Allerdings sind das einzelne Richter, die ausgetauscht werden sollen. In Polen freilich sollen der Oberste Gerichtshof und der Nationale Justizrat zu großen Teilen neu besetzt werden, der Verfassungsgerichtshof wurde bereits unter die Kontrolle der Regierung gebracht.

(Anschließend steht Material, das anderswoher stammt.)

//! Runtime values for the scripting language.

use std::fmt;

use serde::{Deserialize, Serialize};

/// A value on the VM operand stack.
///
/// Scripts can write literals of three types: numbers, strings and
/// booleans. The fourth variant, [`Record`](Value::Record), cannot be
/// written as a literal; it exists for the read-only `inventory` table,
/// the one structured value scripts ever see.
#[derive(Clone, Debug, PartialEq, Serialize, Deserialize)]
#[serde(untagged)]
pub enum Value {
    /// A number. All script numbers are `f64`; integer literals parse
    /// to whole-valued floats.
    Number(f64),
    /// A string.
    Str(String),
    /// A boolean.
    Bool(bool),
    /// A read-only table of named numeric fields, in a fixed order.
    Record(Vec<(String, f64)>),
}

impl Value {
    /// Truthiness: `false`, `0` and `""` are falsy, everything else truthy.
    pub fn is_truthy(&self) -> bool {
        match self {
            Value::Number(n) => *n != 0.0 && !n.is_nan(),
            Value::Str(s) => !s.is_empty(),
            Value::Bool(b) => *b,
            Value::Record(_) => true,
        }
    }

    /// Numeric view of the value: booleans map to 0/1, strings parse as
    /// decimal and fall back to NaN. Total, so arithmetic opcodes never
    /// fail on operand type.
    pub fn as_number(&self) -> f64 {
        match self {
            Value::Number(n) => *n,
            Value::Bool(b) => {
                if *b {
                    1.0
                } else {
                    0.0
                }
            }
            Value::Str(s) => s.trim().parse::<f64>().unwrap_or(f64::NAN),
            Value::Record(_) => f64::NAN,
        }
    }

    /// Structural equality for the `==` operator: values of different
    /// types are never equal, numbers compare numerically, strings and
    /// booleans compare exactly.
    pub fn loose_eq(&self, other: &Value) -> bool {
        match (self, other) {
            (Value::Number(a), Value::Number(b)) => a == b,
            (Value::Str(a), Value::Str(b)) => a == b,
            (Value::Bool(a), Value::Bool(b)) => a == b,
            (Value::Record(a), Value::Record(b)) => a == b,
            _ => false,
        }
    }

    /// Look up a field of a [`Record`](Value::Record) value. `None` for
    /// missing fields and for non-record values.
    pub fn field(&self, name: &str) -> Option<f64> {
        match self {
            Value::Record(fields) => fields
                .iter()
                .find(|(field, _)| field == name)
                .map(|(_, v)| *v),
            _ => None,
        }
    }
}

impl fmt::Display for Value {
    /// Whole-valued numbers print without a fractional part, so
    /// `log 3` prints `3`, not `3.0`.
    fn fmt(&self, f: &mut fmt::Formatter<'_>) -> fmt::Result {
        match self {
            Value::Number(n) => {
                if n.fract() == 0.0 && n.is_finite() && n.abs() < 1e15 {
                    write!(f, "{}", *n as i64)
                } else {
                    write!(f, "{n}")
                }
            }
            Value::Str(s) => f.write_str(s),
            Value::Bool(b) => write!(f, "{b}"),
            Value::Record(fields) => {
                f.write_str("{")?;
                for (i, (name, v)) in fields.iter().enumerate() {
                    if i > 0 {
                        f.write_str(", ")?;
                    }
                    write!(f, "{name}: {}", Value::Number(*v))?;
                }
                f.write_str("}")
            }
        }
    }
}

impl From<f64> for Value {
    fn from(n: f64) -> Value {
        Value::Number(n)
    }
}

impl From<bool> for Value {
    fn from(b: bool) -> Value {
        Value::Bool(b)
    }
}

impl From<&str> for Value {
    fn from(s: &str) -> Value {
        Value::Str(s.to_string())
    }
}

impl From<String> for Value {
    fn from(s: String) -> Value {
        Value::Str(s)
    }
}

Das Justizsystem in Polen brauchte eine grundlegende Reform. Die Leute haben PiS gewählt, auch weil sie solche Reformen erwartet haben. Es gab Korruption, politische Einflussnahme: Viele Richter agierten nicht unabhängig, sondern politisch motiviert. Natürlich haben überall Richter einen politischen oder ideologischen Hintergrund, deswegen ist ein Gleichgewicht wichtig. In Polen gab es dieses Gleichgewicht nicht. . 

Aber gerade für eine unabhängige Richterbestellung gibt es ja den Justizrat NJC. Im neuen Freedom House Bericht steht, dass die Unabhängigkeit mit dem Rat tatsächlich gewährleistet war. Seit einer Reform Ihrer Regierung wird dieser allerdings durch das Parlament besetzt. Auch die EU hat größte Bedenken und zum ersten Mal überhaupt ein Sanktionsverfahren gegen Polen wegen Verletzung der Rechtsstaatlichkeit eingeleitet. 

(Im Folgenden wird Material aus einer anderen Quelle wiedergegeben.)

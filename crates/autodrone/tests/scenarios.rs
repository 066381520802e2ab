//! End-to-end runs of small scripts against small levels, checking
//! exact energy, position and status outcomes.

use autodrone::prelude::*;
use autodrone::types::TileKind;
use autodrone_test_utils::{crystal_corridor, open_corridor, walled_room};

fn run_block(level: Level, source: &str) -> Session {
    let mut session =
        Session::new(level, SyntaxFamily::Block, source, VmOptions::default()).unwrap();
    session.run_to_end().unwrap();
    session
}

#[test]
fn two_moves_and_collect_wins() {
    let session = run_block(crystal_corridor(), "MOVE forward; MOVE forward; COLLECT");
    let world = session.world();
    assert_eq!(world.status(), Status::Won);
    assert_eq!(world.drone().energy, 93);
    assert_eq!(world.inventory().crystal, 1);
    assert_eq!(world.stats().ticks, 3);
    assert_eq!(world.stats().moves, 2);
    assert_eq!(world.stats().collects, 1);
}

#[test]
fn collect_on_empty_tile_fails_without_cost() {
    let session = run_block(crystal_corridor(), "MOVE forward; COLLECT");
    let world = session.world();
    assert_eq!(world.status(), Status::Playing);
    assert_eq!(world.drone().energy, 98);
    assert_eq!(world.inventory().crystal, 0);
    // The rejected collect shows up as a warning, not an error.
    assert_eq!(session.vm().state(), ExecState::Halted);
    assert!(session
        .vm()
        .event_log()
        .iter()
        .any(|e| e.kind() == EventKind::Warning));
}

#[test]
fn loop_walks_into_the_wall() {
    let session = run_block(crystal_corridor(), "LOOP 3: MOVE forward END");
    let world = session.world();
    // Two moves reach the crystal at (3, 1); the third hits the wall
    // at (4, 1) and is free.
    assert_eq!(world.drone().pos, Pos::new(3, 1));
    assert_eq!(world.drone().energy, 96);
    assert_eq!(world.stats().moves, 2);
    assert_eq!(world.stats().energy_wasted, 2);
}

#[test]
fn loop_blocked_by_wall_costs_nothing() {
    // A 2-tile interior: the third move is blocked.
    let level = open_corridor(2);
    let session = run_block(level, "LOOP 3: MOVE forward END");
    let world = session.world();
    assert_eq!(world.drone().pos, Pos::new(2, 1));
    // Two successful moves at 2 energy each; the failed one is free.
    assert_eq!(world.drone().energy, 96);
    assert_eq!(world.stats().moves, 2);
    assert_eq!(world.stats().energy_wasted, 2);
}

#[test]
fn while_loop_terminates_on_energy() {
    let mut session = Session::new(
        open_corridor(10),
        SyntaxFamily::Brace,
        "while (energy > 90) { move_forward(); }",
        VmOptions::default(),
    )
    .unwrap();
    session.run_to_end().unwrap();
    let world = session.world();
    assert_eq!(session.vm().state(), ExecState::Halted);
    assert_eq!(world.stats().moves, 5);
    assert_eq!(world.drone().energy, 90);
    assert_eq!(world.drone().pos, Pos::new(6, 1));
}

#[test]
fn scan_then_conditional_collect() {
    let mut level = walled_room(5, 3);
    level.grid[1][2] = TileKind::Crystal;
    level.objectives = vec![Objective::Collect {
        resource: autodrone::types::Resource::Crystal,
        count: 1,
    }];
    let session = run_block(
        level,
        "IF scan() == \"crystal\":\n  MOVE forward\n  COLLECT\nEND",
    );
    let world = session.world();
    assert_eq!(world.status(), Status::Won);
    // 100 - 1 (scan) - 2 (move) - 3 (collect).
    assert_eq!(world.drone().energy, 94);
    assert_eq!(world.inventory().crystal, 1);
    // Scans don't advance world time.
    assert_eq!(world.stats().ticks, 2);
    assert_eq!(world.stats().scans, 1);
}

#[test]
fn scan_not_crystal_skips_block() {
    let session = run_block(
        walled_room(5, 3),
        "IF scan() == \"crystal\":\n  MOVE forward\n  COLLECT\nEND",
    );
    let world = session.world();
    assert_eq!(world.drone().pos, Pos::new(1, 1));
    assert_eq!(world.drone().energy, 99);
}

#[test]
fn instruction_budget_stops_runaway_program() {
    let mut session = Session::new(
        open_corridor(3),
        SyntaxFamily::Block,
        "loop 10001: wait 0 end",
        VmOptions::default(),
    )
    .unwrap();
    let err = session.run_to_end().unwrap_err();
    assert_eq!(err.kind, RuntimeError::InstructionLimit { limit: 10_000 });
    assert_eq!(session.vm().state(), ExecState::Error);
    assert_eq!(session.vm().instruction_count(), 10_000);
    // The error is the final log entry.
    assert_eq!(
        session.vm().event_log().last().unwrap().kind(),
        EventKind::Error
    );
}

#[test]
fn perfect_run_scores_one_hundred() {
    let session = run_block(crystal_corridor(), "move forward\nmove forward\ncollect");
    let report = session.report();
    assert_eq!(report.score.energy, 40);
    assert_eq!(report.score.steps, 30);
    assert_eq!(report.score.time, 20);
    assert_eq!(report.score.completion, 10);
    assert_eq!(report.score.total, 100);
    assert_eq!(report.stars, 5);
    assert_eq!(report.suggestions.len(), 1);
    assert!(report.suggestions[0].contains("Perfect"));
}

#[test]
fn losing_run_reports_unmet_objective() {
    let session = run_block(crystal_corridor(), "move forward");
    let report = session.report();
    assert_eq!(report.score.completion, 0);
    assert!(report.suggestions[0].contains("collect 1 crystal"));
}

#[test]
fn wasteful_run_draws_suggestions() {
    // Spin in place: lots of turns, no movement.
    let session = run_block(
        crystal_corridor(),
        "loop 6: turn left end\nmove forward",
    );
    let report = session.report();
    assert!(report
        .suggestions
        .iter()
        .any(|s| s.contains("turning") || s.contains("Back-to-back")));
}

#[test]
fn fog_of_war_scan_reveals() {
    let mut level = crystal_corridor();
    level.fog_of_war = true;
    level.scan_radius = 1;
    let mut session = Session::new(
        level,
        SyntaxFamily::Block,
        "move forward\nlog scan()",
        VmOptions::default(),
    )
    .unwrap();
    session.run_to_end().unwrap();
    let world = session.world();
    // The initial reveal covered (2, 1); the move re-revealed around
    // (2, 1), reaching the crystal; the scan confirmed it.
    assert!(world.is_revealed(Pos::new(3, 1)));
    assert!(!world.is_revealed(Pos::new(4, 2)));
    assert!(session.vm().event_log().iter().any(|e| matches!(
        &e.payload,
        autodrone::vm::EventPayload::Log { value } if value.loose_eq(&Value::from("crystal"))
    )));
}

#[test]
fn level_round_trips_through_json() {
    let level = crystal_corridor();
    let json = serde_json::to_string(&level).unwrap();
    let back = Level::from_json(&json).unwrap();
    assert_eq!(back, level);
}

Der Justizrat war vor der Reform weder effektiv noch politisch neutral. Er verteidigte oft die Gruppeninteressen der Richter und nicht das Gemeinwohl. Es war völlig entbehrlich, dass die EU dieses Verfahren aktiviert hat, denn die Motive sind eher politisch als rechtlich. Man wollte an Polen ein Exempel statuieren. Ich kann manche Sorgen und Kritik verstehen, weil natürlich die Situation in Polen nicht ideal ist, aber ich glaube nicht, dass die unabhängige Justiz in Gefahr ist. Und ich bin sicher, dass es am Ende einen Kompromiss zwischen der EU-Kommission und unserer Regierung geben wird.

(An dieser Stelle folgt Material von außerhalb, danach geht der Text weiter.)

impl Scene {
    /// Create an empty scene. The camera's current view becomes the base
    /// view that per-frame input is applied on top of. A camera without a
    /// view keeps failing to apply until [`Scene::set_base_view`] is called.
    pub fn new(camera: Camera, clear_color: [f32; 4]) -> Self {
        let base_view = *camera.view_matrix();
        let has_base_view = camera.has_view();
        Self {
            camera,
            base_view,
            has_base_view,
            clear_color,
            objects: SlotMap::with_key(),
            draw_order: Vec::new(),
            camera_programs: Vec::new(),
            environment_programs: Vec::new(),
            light_groups: Vec::new(),
            skybox: None,
        }
    }

    /// Scene camera
    pub fn camera(&self) -> &Camera {
        &self.camera
    }

    /// View matrix before input is applied
    pub fn base_view(&self) -> &Mat4 {
        &self.base_view
    }

    /// Replace the base view
    pub fn set_base_view(&mut self, view: Mat4) {
        self.base_view = view;
        self.has_base_view = true;
    }

    /// Color the frame is cleared to
    pub fn clear_color(&self) -> [f32; 4] {
        self.clear_color
    }

    /// Add an object; objects draw in insertion order within their pass
    pub fn add_object(&mut self, object: DrawableObject) -> ObjectKey {
        let key = self.objects.insert(object);
        self.draw_order.push(key);
        key
    }

    /// Remove an object
    pub fn remove_object(&mut self, key: ObjectKey) -> Option<DrawableObject> {
        let object = self.objects.remove(key)?;
        self.draw_order.retain(|k| *k != key);
        Some(object)
    }

    /// Look up an object
    pub fn object(&self, key: ObjectKey) -> Option<&DrawableObject> {
        self.objects.get(key)
    }

    /// Look up an object for editing
    pub fn object_mut(&mut self, key: ObjectKey) -> Option<&mut DrawableObject> {
        self.objects.get_mut(key)
    }

    /// Number of objects, not counting the skybox
    pub fn object_count(&self) -> usize {
        self.objects.len()
    }

    /// Send camera matrices to `program` every frame
    pub fn add_camera_program(&mut self, program: ProgramHandle) {
        if !self.camera_programs.contains(&program) {
            self.camera_programs.push(program);
        }
    }

    /// Send the camera direction to `program` every frame
    pub fn add_environment_program(&mut self, program: ProgramHandle) {
        if !self.environment_programs.contains(&program) {
            self.environment_programs.push(program);
        }
    }

    /// Light `programs` with `lights`; returns the group's index
    pub fn add_light_group(&mut self, lights: LightGroup, programs: Vec<ProgramHandle>) -> usize {
        self.light_groups.push(LitPrograms { lights, programs });
        self.light_groups.len() - 1
    }

    /// Light group at `index`
    pub fn light_group(&self, index: usize) -> Option<&LitPrograms> {
        self.light_groups.get(index)
    }

    /// Light group at `index`, for editing or reordering lights
    pub fn light_group_mut(&mut self, index: usize) -> Option<&mut LitPrograms> {
        self.light_groups.get_mut(index)
    }

    /// Install the skybox
    pub fn set_skybox(&mut self, skybox: Skybox) {
        self.skybox = Some(skybox);
    }

    /// Installed skybox
    pub fn skybox(&self) -> Option<&Skybox> {
        self.skybox.as_ref()
    }

    /// View matrix for the given input: the base view translated along `-Z`
    /// by the zoom, then rotated about `Y` by the rotation
    pub fn input_view(&self, input: &CameraInput) -> Mat4 {
        let zoomed = mat4::translate(&self.base_view, &Vec3::new(0.0, 0.0, -input.zoom()));
        mat4::rotate(&zoomed, input.rotation(), &Vec3::y())
    }

    /// Draw one frame into the currently bound render target
    pub fn render(&mut self, backend: &mut dyn RenderBackend, input: &CameraInput) -> RenderResult<()> {
        backend.clear(self.clear_color);

        if self.has_base_view {
            let view = self.input_view(input);
            self.camera.set_view(view);
        }
        for &program in &self.camera_programs {
            self.camera.apply(backend, program)?;
        }

        for group in &self.light_groups {
            for &program in &group.programs {
                group.lights.apply(backend, program)?;
            }
        }

        let direction = self.camera.direction();
        for &program in &self.environment_programs {
            backend.set_uniform(program, CAMERA_DIRECTION_UNIFORM, UniformValue::Vec3(direction))?;
        }

        if let Some(skybox) = &self.skybox {
            skybox.draw(backend)?;
        }

        let (blended, opaque): (Vec<&DrawableObject>, Vec<&DrawableObject>) = self
            .draw_order
            .iter()
            .filter_map(|key| self.objects.get(*key))
            .partition(|object| object.is_blended());

        for object in opaque {
            object.draw(backend, Some(&self.camera))?;
        }

        if !blended.is_empty() {
            backend.set_state(RenderStateFlags::BLEND, true);
            backend.set_state(RenderStateFlags::DEPTH_WRITE, false);

            let result = blended
                .into_iter()
                .try_for_each(|object| object.draw(backend, Some(&self.camera)));

            backend.set_state(RenderStateFlags::DEPTH_WRITE, true);
            backend.set_state(RenderStateFlags::BLEND, false);
            result?;
        }

        log::trace!("Scene rendered {} objects", self.objects.len());
        Ok(())
    }
}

Es kam in den vergangenen zwei Jahren vermehrt zu islamophoben Übergriffen und seit dem neuen Holocaust-Gesetz auch zu einer Welle von offenem Antisemitismus. Eine jüdische Historikerin in Warschau sagte, es sei so schlimm wie zuletzt 1968, als Tausende Juden wegen einer antisemitischen Regierungskampagne das Land verlassen haben. 
Bei allem Verständnis für solche Sorgen, der Vergleich mit 1968 ist absurd. Es gibt natürlich marginale extremistische Gruppen, wie überall. Es gab einzelne, seltene Vorfälle. Aber im Vergleich zu anderen Ländern ist Polen eine Oase der Stabilität und Ruhe. Antisemitische Vorfälle gibt es in Deutschland wesentlich öfter, auch in Paris wurden vor kurzem zwei Jüdinnen ermordet. In Frankreich sehen wir ganze Stadtteile, wo Juden sich nicht mehr sicher fühlen, einige wandern aus. In Berlin werden Juden angegriffen und man rät ihnen, die Kippa nicht zu tragen, während in Polen das schwerste Verbrechen dieser Art bisher die Verbrennung einer Strohpuppe war. Wenn schon, kann man sich eher Sorgen über die politische Polarisierung machen. In der Öffentlichkeit fallen oft harte Worte, die Aggressionen sind aber zum Glück nur verbal.